## Exercise objective
Stopping at the line that holds "let width = tile.width() as usize;", repeat the lines below exactly, starting from the very first and including that final line.

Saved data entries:
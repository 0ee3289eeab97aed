use image::RgbImage;

use crate::{
    screen_block::{ScreenBlock, ScreenPoint, ScreenSize},
    util::Color,
};

/// Linear RGB pixels, row-major with the bottom row first.
#[derive(Clone, Debug, PartialEq)]
pub struct FrameBuffer {
    size: ScreenSize,
    pixels: Vec<Color>,
}

impl FrameBuffer {
    pub fn new(size: ScreenSize) -> FrameBuffer {
        FrameBuffer {
            size,
            pixels: vec![Color::new(0.0, 0.0, 0.0); size.x as usize * size.y as usize],
        }
    }

    pub fn size(&self) -> ScreenSize {
        self.size
    }

    pub fn pixels(&self) -> &[Color] {
        &self.pixels
    }

    pub fn pixel(&self, point: ScreenPoint) -> Color {
        self.pixels[self.index(point)]
    }

    pub fn set_pixel(&mut self, point: ScreenPoint, color: Color) {
        let index = self.index(point);
        self.pixels[index] = color;
    }

    /// Copies a tile rendered into a tightly packed buffer (same layout as the frame buffer).
    pub fn copy_tile(&mut self, tile: &ScreenBlock, colors: &[Color]) {
        debug_assert!(colors.len() >= tile.area());
        debug_assert!(tile.max.x <= self.size.x && tile.max.y <= self.size.y);
        let width = tile.width() as usize;
        for (row, y) in (tile.min.y..tile.max.y).enumerate() {
            let start = self.index(ScreenPoint::new(tile.min.x, y));
            self.pixels[start..start + width].copy_from_slice(&colors[row * width..(row + 1) * width]);
        }
    }

    /// Converts to an 8 bit image with the usual top-down row order.
    pub fn to_image(&self) -> RgbImage {
        RgbImage::from_fn(self.size.x, self.size.y, |x, y| {
            color_to_image(self.pixel(ScreenPoint::new(x, self.size.y - 1 - y)))
        })
    }

    fn index(&self, point: ScreenPoint) -> usize {
        debug_assert!(point.x < self.size.x && point.y < self.size.y);
        point.y as usize * self.size.x as usize + point.x as usize
    }
}

/// Maps a 0-1 f32 rgb pixel to pixel type compatible with module image.
pub fn color_to_image(color: Color) -> image::Rgb<u8> {
    image::Rgb([
        (color.r * 255.0).round().clamp(0.0, 255.0) as u8,
        (color.g * 255.0).round().clamp(0.0, 255.0) as u8,
        (color.b * 255.0).round().clamp(0.0, 255.0) as u8,
    ])
}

## Task response
repository 0ee3289eeab97aed
use image::RgbImage;

use crate::{
    screen_block::{ScreenBlock, ScreenPoint, ScreenSize},
    util::Color,
};

/// Linear RGB pixels, row-major with the bottom row first.
#[derive(Clone, Debug, PartialEq)]
pub struct FrameBuffer {
    size: ScreenSize,
    pixels: Vec<Color>,
}

impl FrameBuffer {
    pub fn new(size: ScreenSize) -> FrameBuffer {
        FrameBuffer {
            size,
            pixels: vec![Color::new(0.0, 0.0, 0.0); size.x as usize * size.y as usize],
        }
    }

    pub fn size(&self) -> ScreenSize {
        self.size
    }

    pub fn pixels(&self) -> &[Color] {
        &self.pixels
    }

    pub fn pixel(&self, point: ScreenPoint) -> Color {
        self.pixels[self.index(point)]
    }

    pub fn set_pixel(&mut self, point: ScreenPoint, color: Color) {
        let index = self.index(point);
        self.pixels[index] = color;
    }

    /// Copies a tile rendered into a tightly packed buffer (same layout as the frame buffer).
    pub fn copy_tile(&mut self, tile: &ScreenBlock, colors: &[Color]) {
        debug_assert!(colors.len() >= tile.area());
        debug_assert!(tile.max.x <= self.size.x && tile.max.y <= self.size.y);
        let width = tile.width() as usize;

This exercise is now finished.